Why do I try the Quick Crossword in the Sydney Morning Herald every weekday — often failing to fill it all in — except Friday?
Because Friday is the day that David Astle takes it over.
Last week it was the Americanism for “divvy van”… after a wikipedia search, I found that “divvy van” was a Melbourne-only term, meaning “Paddy Wagon” (From Divisional Van – police divisional van.) David Astle lives of course in Melbourne, yet his crossword is published in Sydney. Oh well… and the americanism? Black Mariah. Gee thanks, David. But there’s worse… worse incompetence, that is…
Last year CONTRAIL (or perhaps JETSTREAM) was the required answer, yet Mr Astle’s clue mentioned jet engines, as I recall. ‘Can’t be “contrail”, or “jetstream”‘ I remember thinking, as neither contrails nor jetstreams have anything to do with jet engines. See the photo of contrails below: 1943, and not a jet engine in sight. They hadn’t been invented yet. And the various jetstreams (high altitude winds) have existed for millions of years.
From the website:
Why so many photos of contrails in WWII, and not so many from the 50s and 60s? The simple reason is that contrails only form at very low temperatures, which are normally found at high altitude, and in peacetime there was NO REASON TO FLY THAT HIGH until the advent of commercial jet travel a few decades later.
The only reason these planes are flying that high is so they can avoid anti-aircraft fire. The bombers fly as high as they can, and then their fighter escorts fly even higher, so they can see incoming aircraft targeting the bombers, and swoop down to attack. This type of escorting is called “Top Cover”. The most classic example of this is the famous photo “Top cover over J-Group”, a photo taken over Emden, on September 27th, 1943, by Stanley M. Smith.
This week the required word was PARCHMENT, yet Mr Astle’s clue talked about an ‘Animal skin formerly used in bookbinding’. Surely parchment had never been used to actually “bind” books — it has always been used to write on in place of papyrus. Perhaps ‘formerly used in the craft of bookbinding as material for the interior pages of a book’, but isn’t that a bit of a stretch? I thought of Bing Crosby and Bob Hope’s dreadful punning lyrics in the movie “Road to Morocco”… “Like Webster’s Dictionary (four syllables, to fit with the song rhythm), we’re Morocco bound”, but ‘morocco’ (goatskin from goats reared in Morocco) and ‘goatskin’ didn’t fit. When I looked up ‘parchment’ in an encyclopaedia, I discovered its strange connection with the name of the city of Pergamum in Ancient Greece, now in Turkey: “Pergamum was home to a library said to house approximately 200,000 volumes, according to the writings of Plutarch”, according to Wikipedia.

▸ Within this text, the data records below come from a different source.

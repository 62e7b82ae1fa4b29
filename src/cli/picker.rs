//! Source discovery: bundled yearly files and an interactive file picker.
//!
//! This is intentionally kept separate from clap parsing:
//! - clap handles structured flags/subcommands
//! - this module resolves "which files should be loaded"
//!
//! Bundled data is a flat directory of spreadsheets whose file name embeds the
//! year, e.g. `sales_2021.xlsx` or `2022 - Αγοραπωλησίες.xlsx`.

use std::fs;
use std::io::{self, Write};
use std::path::{Path, PathBuf};

use crate::error::AppError;

/// Default directory recursion depth for finding spreadsheet files.
const DEFAULT_SEARCH_DEPTH: usize = 4;

const SPREADSHEET_EXTENSIONS: [&str; 6] = ["xlsx", "xlsm", "xlsb", "xls", "ods", "csv"];

/// One file of the bundled data directory.
#[derive(Debug, Clone, PartialEq, Eq)]
pub struct BundledFile {
    pub year: i32,
    pub path: PathBuf,
}

/// Which bundled years to load.
#[derive(Debug, Clone, PartialEq, Eq)]
pub enum YearSelection {
    All,
    Years(Vec<i32>),
    Range { from: Option<i32>, to: Option<i32> },
}

impl YearSelection {
    pub fn contains(&self, year: i32) -> bool {
        match self {
            YearSelection::All => true,
            YearSelection::Years(years) => years.contains(&year),
            YearSelection::Range { from, to } => {
                from.is_none_or(|f| year >= f) && to.is_none_or(|t| year <= t)
            }
        }
    }
}

/// List bundled files in `dir`, sorted by year. Files without a year are skipped.
///
/// When two files carry the same year, the first by file name wins.
pub fn discover_bundled(dir: &Path) -> Result<Vec<BundledFile>, AppError> {
    let entries = fs::read_dir(dir)
        .map_err(|e| AppError::input(format!("Cannot read data directory '{}': {e}", dir.display())))?;

    let mut files: Vec<PathBuf> = entries
        .flatten()
        .map(|entry| entry.path())
        .filter(|path| path.is_file() && has_spreadsheet_extension(path))
        .collect();
    files.sort();

    let mut out: Vec<BundledFile> = Vec::new();
    for path in files {
        let Some(year) = path.file_stem().and_then(|s| s.to_str()).and_then(year_from_name) else {
            tracing::debug!(path = %path.display(), "skipping bundled file without a year in its name");
            continue;
        };
        if out.iter().any(|f| f.year == year) {
            tracing::warn!(path = %path.display(), year, "duplicate bundled year, ignoring file");
            continue;
        }
        out.push(BundledFile { year, path });
    }
    out.sort_by_key(|f| f.year);
    Ok(out)
}

/// Bundled files matching a selection, in year order.
pub fn select_bundled(files: &[BundledFile], selection: &YearSelection) -> Vec<BundledFile> {
    files.iter().filter(|f| selection.contains(f.year)).cloned().collect()
}

/// First run of exactly four ASCII digits that reads as a year in 1900..=2100.
pub fn year_from_name(name: &str) -> Option<i32> {
    let bytes = name.as_bytes();
    let mut i = 0;
    while i < bytes.len() {
        if !bytes[i].is_ascii_digit() {
            i += 1;
            continue;
        }
        let start = i;
        while i < bytes.len() && bytes[i].is_ascii_digit() {
            i += 1;
        }
        if i - start == 4 {
            if let Ok(year) = name[start..i].parse::<i32>() {
                if (1900..=2100).contains(&year) {
                    return Some(year);
                }
            }
        }
    }
    None
}

/// Prompt the user to select a spreadsheet from the current directory tree.
///
/// Behavior:
/// - list discovered spreadsheet files
/// - accept either a number (from the list) or an explicit path
/// - `q` cancels
pub fn prompt_for_path() -> Result<PathBuf, AppError> {
    let files = discover_spreadsheets();
    if files.is_empty() {
        return Err(AppError::input(
            "No spreadsheet files found. Provide one with `trends summary -f <file.xlsx>`.",
        ));
    }

    println!("Found {} spreadsheet file(s):", files.len());
    for (idx, path) in files.iter().enumerate() {
        println!("{:>3}) {}", idx + 1, pretty_path(path));
    }

    loop {
        print!("Select a file by number (1-{}) or type a path (q to quit): ", files.len());
        io::stdout()
            .flush()
            .map_err(|e| AppError::input(format!("Failed to write prompt: {e}")))?;

        let mut input = String::new();
        let bytes = io::stdin()
            .read_line(&mut input)
            .map_err(|e| AppError::input(format!("Failed to read input: {e}")))?;

        if bytes == 0 {
            return Err(AppError::input(
                "No input received. Provide a file with `trends summary -f <file.xlsx>`.",
            ));
        }

        let input = input.trim();
        if input.eq_ignore_ascii_case("q") {
            return Err(AppError::input("Canceled."));
        }

        if let Ok(choice) = input.parse::<usize>() {
            if (1..=files.len()).contains(&choice) {
                return validate_spreadsheet_path(&files[choice - 1]);
            }
            println!("Invalid choice: {choice}. Enter a number between 1 and {}.", files.len());
            continue;
        }

        match validate_spreadsheet_path(Path::new(input)) {
            Ok(path) => return Ok(path),
            Err(err) => println!("{err}"),
        }
    }
}

/// Validate the provided path points to a readable spreadsheet file.
pub fn validate_spreadsheet_path(path: &Path) -> Result<PathBuf, AppError> {
    if !path.exists() {
        return Err(AppError::input(format!("File not found: {}", path.display())));
    }
    if path.is_dir() {
        return Err(AppError::input(format!(
            "Expected a file, got a directory: {}",
            path.display()
        )));
    }
    if !has_spreadsheet_extension(path) {
        return Err(AppError::input(format!(
            "Expected an .xlsx/.xls/.ods/.csv file (got: {}).",
            path.display()
        )));
    }
    Ok(path.to_path_buf())
}

/// Discover spreadsheet files under the current directory (deterministic order).
pub fn discover_spreadsheets() -> Vec<PathBuf> {
    find_spreadsheets(Path::new("."), DEFAULT_SEARCH_DEPTH)
}

fn find_spreadsheets(root: &Path, max_depth: usize) -> Vec<PathBuf> {
    let mut out = Vec::new();
    find_spreadsheets_inner(root, 0, max_depth, &mut out);
    out.sort_by_key(|p| pretty_path(p));
    out
}

fn find_spreadsheets_inner(root: &Path, depth: usize, max_depth: usize, out: &mut Vec<PathBuf>) {
    if depth > max_depth {
        return;
    }

    let Ok(entries) = fs::read_dir(root) else {
        return;
    };

    for entry in entries.flatten() {
        let path = entry.path();
        let Ok(file_type) = entry.file_type() else {
            continue;
        };

        if file_type.is_dir() {
            if !should_skip_dir(&path) {
                find_spreadsheets_inner(&path, depth + 1, max_depth, out);
            }
            continue;
        }

        if file_type.is_file() && has_spreadsheet_extension(&path) && !is_lock_file(&path) {
            out.push(path);
        }
    }
}

fn has_spreadsheet_extension(path: &Path) -> bool {
    path.extension()
        .and_then(|ext| ext.to_str())
        .is_some_and(|ext| SPREADSHEET_EXTENSIONS.iter().any(|e| ext.eq_ignore_ascii_case(e)))
}

// Office leaves `~$name.xlsx` lock files next to open workbooks.
fn is_lock_file(path: &Path) -> bool {
    path.file_name()
        .and_then(|n| n.to_str())
        .is_some_and(|n| n.starts_with("~$"))
}

fn should_skip_dir(path: &Path) -> bool {
    let name = path.file_name().and_then(|s| s.to_str()).unwrap_or("");
    matches!(name, ".git" | "target" | "node_modules")
}

pub fn pretty_path(path: &Path) -> String {
    let stripped = path.strip_prefix("./").unwrap_or(path);
    stripped.display().to_string()
}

Further: “Pergamum is credited with being the home and namesake of parchment (charta pergamena). Prior to the creation of parchment, manuscripts were transcribed on papyrus, which was produced only in Alexandria. When the Ptolemies of Africa refused to export any more papyrus to Pergamum, King Eumenes II commanded that an alternative source be found. It has been conjectured that the Pergamenes may have discovered that “by simplifying the composition of the pelt preparation bath, allied with a special mode of drying wet unhaired pelts (by stretching them as much as possible) smooth taut sheets of uniform opacity could easily be obtained.”  This led to the production of parchment, which is made out of a thin sheet of sheep or goat skin. Parchment reduced the Roman Empire’s dependency on Egyptian papyrus and allowed for the increased dissemination of knowledge throughout Europe and Asia. The introduction of parchment also greatly expanded the holdings of the Library of Pergamum”
As for the Cryptic Crossword — forget it. Poetry is cryptic enough, thanks.